*** Opening EXERCISE MATERIAL ***

//! Process-related modules for parsing, identity and loading.
//!
//! This module provides:
//! - `stat`: Positional parsing of /proc/<pid>/stat
//! - `identity`: Executable path and content hash resolution
//! - `loader`: Assembly of one process record
//! - `scanner`: Process discovery and filtering
//! - `model`: The process record and table types

pub mod identity;
pub mod loader;
pub mod model;
pub mod scanner;
pub mod stat;

// Re-export commonly used types
pub use identity::{
    resolve_exe, BinaryHasher, ExeLink, HashMemo, Resolution, Sha256Hasher, PERMISSION_DENIED,
    STAT_ERROR,
};
pub use loader::{load_process, read_command_args};
pub use model::{Process, ProcessTable};
pub use scanner::{collect_proc_entries, should_include_process, ProcEntry, ScanFilter};
pub use stat::{parse_stat, read_stat_file, ProcessStat, CLK_TCK};
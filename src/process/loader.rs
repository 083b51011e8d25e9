//! Assembly of one [`Process`] from its procfs directory.

use std::fs;
use std::path::Path;
use tracing::debug;

use crate::process::identity::{resolve_exe, ExeLink, HashMemo, Resolution};
use crate::process::model::Process;
use crate::process::stat::read_stat_file;

/// Command line file inside a process directory.
pub const CMDLINE_FILE: &str = "cmdline";

/// Reads argv[1..] from `cmdline`. Kernel tasks and unreadable files yield
/// no arguments.
pub fn read_command_args(proc_path: &Path) -> Vec<String> {
    match fs::read(proc_path.join(CMDLINE_FILE)) {
        Ok(content) => content
            .split(|&b| b == 0u8)
            .skip(1)
            .filter(|s| !s.is_empty())
            .map(|s| String::from_utf8_lossy(s).into_owned())
            .collect(),
        Err(e) => {
            debug!("Failed to read cmdline in {}: {}", proc_path.display(), e);
            Vec::new()
        }
    }
}

/// Builds the record for `pid`, whose directory is `proc_path`.
///
/// Never fails. Unreadable parts of the process degrade to
/// [`Resolution::Denied`] / [`Resolution::Unavailable`] or a zero-value stat.
pub fn load_process(pid: u32, proc_path: &Path, memo: &HashMemo<'_>) -> Process {
    let stat = read_stat_file(proc_path).unwrap_or_else(|e| {
        debug!("Failed to read stat for pid {}: {}", pid, e);
        Default::default()
    });

    let mut is_kernel_task = false;
    let mut has_permission = true;

    let (command_path, binary_sha) = match resolve_exe(proc_path) {
        ExeLink::Path(path) => {
            let sha = memo.digest(&path);
            if sha.is_denied() {
                has_permission = false;
            }
            (Resolution::Resolved(path), sha)
        }
        ExeLink::Denied => {
            has_permission = false;
            (Resolution::Denied, Resolution::Denied)
        }
        ExeLink::Missing => {
            is_kernel_task = true;
            (Resolution::Unavailable, Resolution::Unavailable)
        }
        ExeLink::Unreadable => (Resolution::Unavailable, Resolution::Unavailable),
    };

    let command_name = command_path
        .resolved()
        .and_then(|p| p.file_name())
        .map(|n| n.to_string_lossy().into_owned())
        .unwrap_or_else(|| stat.file_name.clone());

    Process {
        id: pid,
        binary_sha,
        command_name,
        command_path,
        command_args: read_command_args(proc_path),
        parent_process: stat.parent_id,
        is_kernel_task,
        has_permission,
        stat,
    }
}
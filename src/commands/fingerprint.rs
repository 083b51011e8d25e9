//! Fingerprint command implementation.

use proctor::{fingerprint_process, Inspector};
use serde_json::json;

use crate::cli::OutputFormat;
use crate::commands::open_inspector;
use crate::config::Config;

/// Prints the lineage fingerprint of `pid`.
pub fn command_fingerprint(
    pid: u32,
    config: &Config,
    format: OutputFormat,
) -> Result<(), Box<dyn std::error::Error>> {
    let mut inspector = open_inspector(config);
    let processes = inspector.get_processes()?;

    let fp = fingerprint_process(processes, pid)?;
    match format {
        OutputFormat::Table => println!("{}", fp),
        OutputFormat::Json => println!(
            "{}",
            serde_json::to_string_pretty(&json!({ "pid": pid, "fingerprint": fp }))?
        ),
    }
    Ok(())
}
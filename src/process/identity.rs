//! Executable identity resolution: the `exe` link and the binary's content hash.
//!
//! Failures are classified rather than propagated. A process whose link is
//! denied is still reported, with [`Resolution::Denied`] in place of the path
//! and hash, and a missing link marks a kernel task.

use dashmap::DashMap;
use once_cell::sync::OnceCell;
use serde::{Deserialize, Serialize};
use sha2::{Digest, Sha256};
use std::fmt;
use std::fs::{self, File};
use std::io::{self, ErrorKind};
use std::path::{Path, PathBuf};
use std::sync::Arc;
use tracing::debug;

/// Symbolic link to the running executable inside a process directory.
pub const EXE_LINK: &str = "exe";

/// Text shown for values that could not be read due to permissions.
pub const PERMISSION_DENIED: &str = "PERMISSION_DENIED";

/// Text shown for values that could not be read for any other reason.
pub const STAT_ERROR: &str = "STAT_ERROR";

/// Outcome of resolving one field of a process.
#[derive(Debug, Clone, PartialEq, Eq, Serialize, Deserialize)]
#[serde(rename_all = "snake_case")]
pub enum Resolution<T> {
    Resolved(T),
    Denied,
    Unavailable,
}

impl<T> Resolution<T> {
    pub fn resolved(&self) -> Option<&T> {
        match self {
            Resolution::Resolved(v) => Some(v),
            _ => None,
        }
    }

    pub fn is_resolved(&self) -> bool {
        matches!(self, Resolution::Resolved(_))
    }

    pub fn is_denied(&self) -> bool {
        matches!(self, Resolution::Denied)
    }

    pub fn map<U, F: FnOnce(T) -> U>(self, f: F) -> Resolution<U> {
        match self {
            Resolution::Resolved(v) => Resolution::Resolved(f(v)),
            Resolution::Denied => Resolution::Denied,
            Resolution::Unavailable => Resolution::Unavailable,
        }
    }

    fn sentinel(&self) -> Option<&'static str> {
        match self {
            Resolution::Resolved(_) => None,
            Resolution::Denied => Some(PERMISSION_DENIED),
            Resolution::Unavailable => Some(STAT_ERROR),
        }
    }
}

impl fmt::Display for Resolution<String> {
    fn fmt(&self, f: &mut fmt::Formatter<'_>) -> fmt::Result {
        match self {
            Resolution::Resolved(v) => f.write_str(v),
            other => f.write_str(other.sentinel().unwrap_or_default()),
        }
    }
}

impl Resolution<PathBuf> {
    /// Renders the path, or the sentinel text when it was not resolved.
    pub fn display(&self) -> String {
        match self {
            Resolution::Resolved(p) => p.to_string_lossy().into_owned(),
            other => other.sentinel().unwrap_or_default().to_string(),
        }
    }
}

/// Result of reading `/proc/<pid>/exe`.
#[derive(Debug, Clone, PartialEq, Eq)]
pub enum ExeLink {
    /// The link target, the executable's path.
    Path(PathBuf),
    /// Reading the link was refused.
    Denied,
    /// The link has no target, which is the case for kernel tasks.
    Missing,
    /// Any other failure.
    Unreadable,
}

/// Reads the `exe` link of the process directory at `proc_path`.
pub fn resolve_exe(proc_path: &Path) -> ExeLink {
    match fs::read_link(proc_path.join(EXE_LINK)) {
        Ok(target) => ExeLink::Path(target),
        Err(e) => match e.kind() {
            ErrorKind::PermissionDenied => ExeLink::Denied,
            ErrorKind::NotFound => ExeLink::Missing,
            _ => {
                debug!("Failed to read exe link in {}: {}", proc_path.display(), e);
                ExeLink::Unreadable
            }
        },
    }
}

/// Computes the content digest of an executable.
pub trait BinaryHasher: Send + Sync {
    fn hash_file(&self, path: &Path) -> io::Result<String>;
}

/// Lowercase hex SHA-256 of the file contents, streamed.
#[derive(Debug, Default, Clone, Copy)]
pub struct Sha256Hasher;

impl BinaryHasher for Sha256Hasher {
    fn hash_file(&self, path: &Path) -> io::Result<String> {
        let mut file = File::open(path)?;
        let mut hasher = Sha256::new();
        io::copy(&mut file, &mut hasher)?;
        Ok(hex::encode(hasher.finalize()))
    }
}

/// Per-scan memo of executable digests keyed by path.
///
/// Each path is hashed at most once, even when processes are loaded on
/// several threads: the first caller for a path initializes its cell and
/// concurrent callers for the same path wait for that result.
pub struct HashMemo<'a> {
    hasher: &'a dyn BinaryHasher,
    digests: DashMap<PathBuf, Arc<OnceCell<Resolution<String>>>>,
}

impl<'a> HashMemo<'a> {
    pub fn new(hasher: &'a dyn BinaryHasher) -> Self {
        Self {
            hasher,
            digests: DashMap::new(),
        }
    }

    /// Returns the digest of the file at `path`, hashing it on first use.
    pub fn digest(&self, path: &Path) -> Resolution<String> {
        if let Some(cell) = self.digests.get(path) {
            if let Some(done) = cell.get() {
                return done.clone();
            }
        }

        // The shard lock is released at the end of this statement, before hashing.
        let cell = Arc::clone(&self.digests.entry(path.to_path_buf()).or_default());
        cell.get_or_init(|| self.compute(path)).clone()
    }

    /// Number of distinct paths seen during this scan.
    pub fn len(&self) -> usize {
        self.digests.len()
    }

    pub fn is_empty(&self) -> bool {
        self.digests.is_empty()
    }

    fn compute(&self, path: &Path) -> Resolution<String> {
        match self.hasher.hash_file(path) {
            Ok(digest) => Resolution::Resolved(digest),
            Err(e) if e.kind() == ErrorKind::PermissionDenied => {
                debug!("Permission denied hashing {}", path.display());
                Resolution::Denied
            }
            Err(e) => {
                debug!("Failed to hash {}: {}", path.display(), e);
                Resolution::Unavailable
            }
        }
    }
}

#[cfg(test)]
mod tests {
    use super::*;
    use std::sync::atomic::{AtomicUsize, Ordering};
    use tempfile::tempdir;

    struct CountingHasher {
        calls: AtomicUsize,
    }

    impl BinaryHasher for CountingHasher {
        fn hash_file(&self, path: &Path) -> io::Result<String> {
            self.calls.fetch_add(1, Ordering::SeqCst);
            Sha256Hasher.hash_file(path)
        }
    }

    #[test]
    fn test_sha256_hasher_known_digest() {
        let dir = tempdir().expect("Failed to create temp dir");
        let bin = dir.path().join("bin");
        fs::write(&bin, b"abc").expect("Failed to write binary");

        let digest = Sha256Hasher.hash_file(&bin).expect("hash should succeed");
        assert_eq!(
            digest,
            "ba7816bf8f01cfea414140de5dae2223b00361a396177a9cb410ff61f20015ad"
        );
    }

    #[test]
    fn test_hash_memo_hashes_each_path_once() {
        let dir = tempdir().expect("Failed to create temp dir");
        let bin = dir.path().join("shared");
        fs::write(&bin, b"#!/bin/true").expect("Failed to write binary");

        let hasher = CountingHasher {
            calls: AtomicUsize::new(0),
        };
        let memo = HashMemo::new(&hasher);

        let first = memo.digest(&bin);
        let second = memo.digest(&bin);

        assert!(first.is_resolved());
        assert_eq!(first, second);
        assert_eq!(hasher.calls.load(Ordering::SeqCst), 1);
        assert_eq!(memo.len(), 1);
    }

    #[test]
    fn test_hash_memo_missing_file_is_unavailable() {
        let memo = HashMemo::new(&Sha256Hasher);
        let digest = memo.digest(Path::new("/nonexistent/proctor/binary"));
        assert_eq!(digest, Resolution::Unavailable);
    }

    #[test]
    fn test_resolve_exe_link() {
        let dir = tempdir().expect("Failed to create temp dir");
        let bin = dir.path().join("app");
        fs::write(&bin, b"app").expect("Failed to write binary");

        let with_link = dir.path().join("100");
        fs::create_dir(&with_link).expect("Failed to create proc dir");
        std::os::unix::fs::symlink(&bin, with_link.join(EXE_LINK)).expect("symlink");
        assert_eq!(resolve_exe(&with_link), ExeLink::Path(bin));

        let kernel = dir.path().join("2");
        fs::create_dir(&kernel).expect("Failed to create proc dir");
        assert_eq!(resolve_exe(&kernel), ExeLink::Missing);
    }

    #[test]
    fn test_resolution_display() {
        assert_eq!(Resolution::Resolved("abc".to_string()).to_string(), "abc");
        assert_eq!(Resolution::<String>::Denied.to_string(), PERMISSION_DENIED);
        assert_eq!(Resolution::<String>::Unavailable.to_string(), STAT_ERROR);
        assert_eq!(
            Resolution::Resolved(PathBuf::from("/usr/bin/sh")).display(),
            "/usr/bin/sh"
        );
        assert_eq!(Resolution::<PathBuf>::Denied.display(), PERMISSION_DENIED);
    }
}
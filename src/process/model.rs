//! The portable process record and the process table.

use serde::{Deserialize, Serialize};
use std::collections::HashMap;
use std::path::PathBuf;

use crate::process::identity::Resolution;
use crate::process::stat::ProcessStat;

/// Mapping of process ID to its record. Keys are unique, order is unspecified.
pub type ProcessTable = HashMap<u32, Process>;

/// One process as seen during a scan.
///
/// Built fresh for every scan and never modified afterwards. Fields that
/// could not be resolved carry [`Resolution::Denied`] or
/// [`Resolution::Unavailable`].
#[derive(Debug, Clone, PartialEq, Eq, Serialize, Deserialize)]
pub struct Process {
    pub id: u32,
    /// Hex SHA-256 of the executable's contents.
    pub binary_sha: Resolution<String>,
    /// Executable base name, or the stat file name when the executable is unknown.
    pub command_name: String,
    pub command_path: Resolution<PathBuf>,
    /// Arguments after argv[0] from `/proc/<pid>/cmdline`.
    pub command_args: Vec<String>,
    pub parent_process: u32,
    pub is_kernel_task: bool,
    pub has_permission: bool,
    /// Linux stat record the process was built from.
    pub stat: ProcessStat,
}

impl Process {
    /// The binary digest, if it was resolved and is non-empty.
    pub fn checksum(&self) -> Option<&str> {
        self.binary_sha
            .resolved()
            .map(String::as_str)
            .filter(|s| !s.is_empty())
    }

    /// Arguments joined by spaces, as a shell would display them.
    pub fn flags_and_args(&self) -> String {
        self.command_args.join(" ")
    }
}
//! Runtime requirement validation for proctor.
//!
//! This module checks that procfs can be read and that the current user can
//! inspect executables of processes it does not own.

use nix::unistd::geteuid;
use std::fs;
use std::io::ErrorKind;
use std::path::Path;
use tracing::{debug, error, info, warn};

use proctor::process::identity::EXE_LINK;

/// Validate all runtime requirements
pub fn validate_requirements(procfs: &Path) -> Result<(), ValidationError> {
    info!("🔍 Validating runtime requirements...");

    check_user_privileges();
    check_proc_access(procfs)?;

    info!("✅ All runtime requirements validated");
    Ok(())
}

/// Returns true when running as root.
pub fn check_user_privileges() -> bool {
    if !geteuid().is_root() {
        warn!("⚠️  Not running as root - executables of other users' processes cannot be hashed");
        warn!("   Recommendation: Run as root, or pass --include-permission-issues to list them anyway");
        false
    } else {
        info!("✅ Running as root (uid=0)");
        true
    }
}

/// Check procfs access using the init process
pub fn check_proc_access(procfs: &Path) -> Result<(), ValidationError> {
    if !procfs.is_dir() {
        error!("❌ {} is not a directory", procfs.display());
        return Err(ValidationError::ProcfsUnavailable(procfs.display().to_string()));
    }

    let test_link = procfs.join("1").join(EXE_LINK);
    match fs::read_link(&test_link) {
        Ok(target) => {
            debug!("{} -> {}", test_link.display(), target.display());
            info!("✅ procfs access: Can inspect all processes");
            Ok(())
        }
        Err(e) if e.kind() == ErrorKind::PermissionDenied => {
            error!("❌ Cannot read {} - insufficient permissions", test_link.display());
            error!("   Only processes owned by the current user will be fully inspected!");
            error!("");
            error!("   Solutions:");
            error!("   1. Run as root: sudo proctor ...");
            error!("   2. Grant capabilities:");
            error!("      setcap cap_dac_read_search,cap_sys_ptrace+ep /path/to/proctor");
            Err(ValidationError::InsufficientPermissions(e.to_string()))
        }
        Err(e) => {
            warn!("⚠️  Could not test procfs access: {}", e);
            Ok(()) // Continue but warn
        }
    }
}

#[derive(Debug, thiserror::Error)]
pub enum ValidationError {
    #[error("Insufficient permissions: {0}")]
    InsufficientPermissions(String),

    #[error("procfs not available at {0}")]
    ProcfsUnavailable(String),
}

*** Closing EXERCISE MATERIAL ***

* _YOUR OBJECTIVE_
Exactly how many lines in the records contain the string "println"? Give that number alone.

* _EXPECTED ANSWER_
2